A análise é feita pelo pesquisador Marcos Moraes Calazans, autor de tese defendida neste ano, na Universidade de Alicante, na Espanha, em regime de cotutela com a Faculdade de Educação. De acordo com ele, o debate sobre as causas do rompimento da barragem de Fundão e sobre o próprio processo de reparação dos danos e indenização dos atingidos tem suscitado explicações técnico-científicas. Durante mais de um ano, Calazans, que é professor do Departamento de Física da Universidade Federal de Ouro Preto, analisou relatórios, laudos técnicos e pareceres elaborados tanto pelas empresas Samarco, Vale e BHP quanto por órgãos públicos e diversas instituições, como o Instituto Brasileiro de Meio Ambiente (Ibama) e o Ministério Público. Ele também acompanhou reuniões com os atingidos e liderou um projeto de extensão, no município de Barra Longa, onde colheu depoimentos e opiniões da população sobre o que entendia sobre o processo de mineração e o discurso científico apresentado pelas empresas.

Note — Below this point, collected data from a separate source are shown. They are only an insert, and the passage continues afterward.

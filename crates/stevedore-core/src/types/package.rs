//! The package descriptor and its tristate install states.
//!
//! A `Pkg` is the minimum unit the solver reasons about: one chart, one
//! version, one target namespace. Packages are unique per identity — the same
//! chart at two versions is two packages (prometheus-1.2.0 and
//! prometheus-1.3.0 are different packages).

use std::sync::Arc;

use semver::Version;
use serde::de::Error as DeError;
use serde::{Deserialize, Deserializer, Serialize, Serializer};

use crate::error::SolverResult;
use crate::types::chart::{Chart, ChartHasher};
use crate::types::relation::PkgRel;

/// Tristate install state of a package
#[derive(Debug, Clone, Copy, PartialEq, Eq, Hash)]
pub enum PkgState {
    Unknown,
    Present,
    Absent,
}

impl PkgState {
    /// Wire code of this state (0/1/2)
    pub fn code(self) -> u8 {
        match self {
            PkgState::Unknown => 0,
            PkgState::Present => 1,
            PkgState::Absent => 2,
        }
    }

    /// Decode a wire code back into a state
    pub fn from_code(code: u8) -> Option<Self> {
        match code {
            0 => Some(PkgState::Unknown),
            1 => Some(PkgState::Present),
            2 => Some(PkgState::Absent),
            _ => None,
        }
    }

    pub fn is_present(self) -> bool {
        self == PkgState::Present
    }
}

// The wire format pins states to integer codes, not variant names.
impl Serialize for PkgState {
    fn serialize<S: Serializer>(&self, serializer: S) -> Result<S::Ok, S::Error> {
        serializer.serialize_u8(self.code())
    }
}

impl<'de> Deserialize<'de> for PkgState {
    fn deserialize<D: Deserializer<'de>>(deserializer: D) -> Result<Self, D::Error> {
        let code = u8::deserialize(deserializer)?;
        PkgState::from_code(code)
            .ok_or_else(|| D::Error::custom(format!("invalid package state code {code}")))
    }
}

/// One concrete, versioned, deployable package.
///
/// Identity fields (`name`, `version`, `chart_hash`, `namespace`) are
/// write-once: set at construction, readable through accessors, and the sole
/// input to the fingerprint derivations. States are mutated by the state
/// resolver only.
#[derive(Debug, Clone, Serialize, Deserialize)]
#[serde(rename_all = "PascalCase")]
pub struct Pkg {
    /// Release name, or the chart's default release name
    name: String,
    /// Exact semantic version (never a range)
    version: Version,
    /// 64-bit content hash of the chart payload
    chart_hash: u64,
    /// Target install namespace
    namespace: String,
    /// Mandatory dependency relations
    pub depends_rel: Vec<PkgRel>,
    /// Optional dependency relations
    pub depends_optional_rel: Vec<PkgRel>,
    /// State the package is currently in
    pub current_state: PkgState,
    /// State the resolution decided the package should end in
    pub desired_state: PkgState,
    /// Opaque payload handle; owned here, inspected only for hashing
    #[serde(skip)]
    chart: Option<Arc<Chart>>,
}

/// Base fingerprint of a package family: identity minus version
pub fn base_fingerprint_of(name: &str, namespace: &str) -> String {
    format!("{name}-{namespace}")
}

/// Fingerprint a mock package would get (chart hash is always 0 for mocks)
pub fn mock_fingerprint(name: &str, version: &str, namespace: &str) -> String {
    format!("{name}-{version}-0-{namespace}")
}

impl Pkg {
    /// Create a new package, hashing the chart payload through `hasher`.
    ///
    /// A chartless package hashes to 0.
    pub fn new(
        name: impl Into<String>,
        version: Version,
        namespace: impl Into<String>,
        current_state: PkgState,
        desired_state: PkgState,
        chart: Option<Arc<Chart>>,
        hasher: &dyn ChartHasher,
    ) -> Self {
        let chart_hash = chart.as_deref().map(|c| hasher.hash(c)).unwrap_or(0);
        Self {
            name: name.into(),
            version,
            chart_hash,
            namespace: namespace.into(),
            depends_rel: Vec::new(),
            depends_optional_rel: Vec::new(),
            current_state,
            desired_state,
            chart,
        }
    }

    /// Create a chartless package with explicit relations and hash 0.
    /// Useful for testing.
    pub fn mock(
        name: impl Into<String>,
        version: Version,
        namespace: impl Into<String>,
        depends_rel: Vec<PkgRel>,
        depends_optional_rel: Vec<PkgRel>,
        current_state: PkgState,
        desired_state: PkgState,
    ) -> Self {
        Self {
            name: name.into(),
            version,
            chart_hash: 0,
            namespace: namespace.into(),
            depends_rel,
            depends_optional_rel,
            current_state,
            desired_state,
            chart: None,
        }
    }

    pub fn name(&self) -> &str {
        &self.name
    }

    pub fn version(&self) -> &Version {
        &self.version
    }

    pub fn chart_hash(&self) -> u64 {
        self.chart_hash
    }

    pub fn namespace(&self) -> &str {
        &self.namespace
    }

    pub fn chart(&self) -> Option<&Arc<Chart>> {
        self.chart.as_ref()
    }

    /// Attach a payload to a descriptor that was created without one.
    /// The identity (including the already-computed hash) is unchanged.
    pub(crate) fn set_chart(&mut self, chart: Arc<Chart>) {
        self.chart = Some(chart);
    }

    /// Unique id of the package. Derived only from identity fields, so it is
    /// stable across process restarts.
    pub fn fingerprint(&self) -> String {
        format!(
            "{}-{}-{}-{}",
            self.name, self.version, self.chart_hash, self.namespace
        )
    }

    /// Unique id of the package minus its version
    pub fn base_fingerprint(&self) -> String {
        base_fingerprint_of(&self.name, &self.namespace)
    }

    /// Whether this package has any built relations
    pub fn has_relations(&self) -> bool {
        !self.depends_rel.is_empty() || !self.depends_optional_rel.is_empty()
    }

    /// Serialize the package to its JSON wire form.
    ///
    /// String content round-trips verbatim: serde_json never HTML-escapes.
    pub fn to_json(&self) -> SolverResult<String> {
        Ok(serde_json::to_string(self)?)
    }

    /// Decode a package from its JSON wire form (payload is not carried)
    pub fn from_json(encoded: &str) -> SolverResult<Pkg> {
        Ok(serde_json::from_str(encoded)?)
    }
}


#[cfg(test)]
mod property_tests {
    use super::*;
    use proptest::prelude::*;

    proptest! {
        // Fingerprint determinism: stable across calls, sensitive to every
        // identity field
        #[test]
        fn fingerprint_determinism(
            name in "[a-z][a-z0-9-]{0,12}",
            ns in "[a-z][a-z0-9]{0,8}",
            major in 0u64..20,
            minor in 0u64..20,
            patch in 0u64..20,
        ) {
            let pkg = Pkg::mock(
                name.as_str(),
                Version::new(major, minor, patch),
                ns.as_str(),
                Vec::new(),
                Vec::new(),
                PkgState::Unknown,
                PkgState::Unknown,
            );

            prop_assert_eq!(pkg.fingerprint(), pkg.fingerprint());
            prop_assert_eq!(
                pkg.fingerprint(),
                format!("{}-{}.{}.{}-0-{}", name, major, minor, patch, ns)
            );

            let bumped = Pkg::mock(
                name.as_str(),
                Version::new(major, minor, patch + 1),
                ns.as_str(),
                Vec::new(),
                Vec::new(),
                PkgState::Unknown,
                PkgState::Unknown,
            );
            prop_assert_ne!(pkg.fingerprint(), bumped.fingerprint());
            prop_assert_eq!(pkg.base_fingerprint(), bumped.base_fingerprint());
        }
    }

    proptest! {
        // Encode/decode preserves identity for arbitrary names, including
        // characters JSON encoders like to escape
        #[test]
        fn json_round_trip_identity(name in "[a-z<>&'\" ]{1,16}") {
            let pkg = Pkg::mock(
                name.as_str(),
                Version::new(1, 0, 0),
                "ns",
                Vec::new(),
                Vec::new(),
                PkgState::Present,
                PkgState::Absent,
            );

            let decoded = Pkg::from_json(&pkg.to_json().unwrap()).unwrap();
            prop_assert_eq!(decoded.fingerprint(), pkg.fingerprint());
            prop_assert_eq!(decoded.current_state, PkgState::Present);
            prop_assert_eq!(decoded.desired_state, PkgState::Absent);
        }
    }
}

“A atividade científica que permeia esse conflito está fortemente marcada pelas determinações econômicas da mineração, também característica da própria economia brasileira, tão dependente da produção de commodities e, que, por sua própria natureza, é uma típica atividade semicolonial”, afirma. A expressão semicolonialismo é definida pelo marxista peruano José Carlos Mariategui para caracterizar as pressões e coerções do capital financeiro e dos monopólios internacionais sobre as relações sociais, políticas e econômicas dos países da América Latina.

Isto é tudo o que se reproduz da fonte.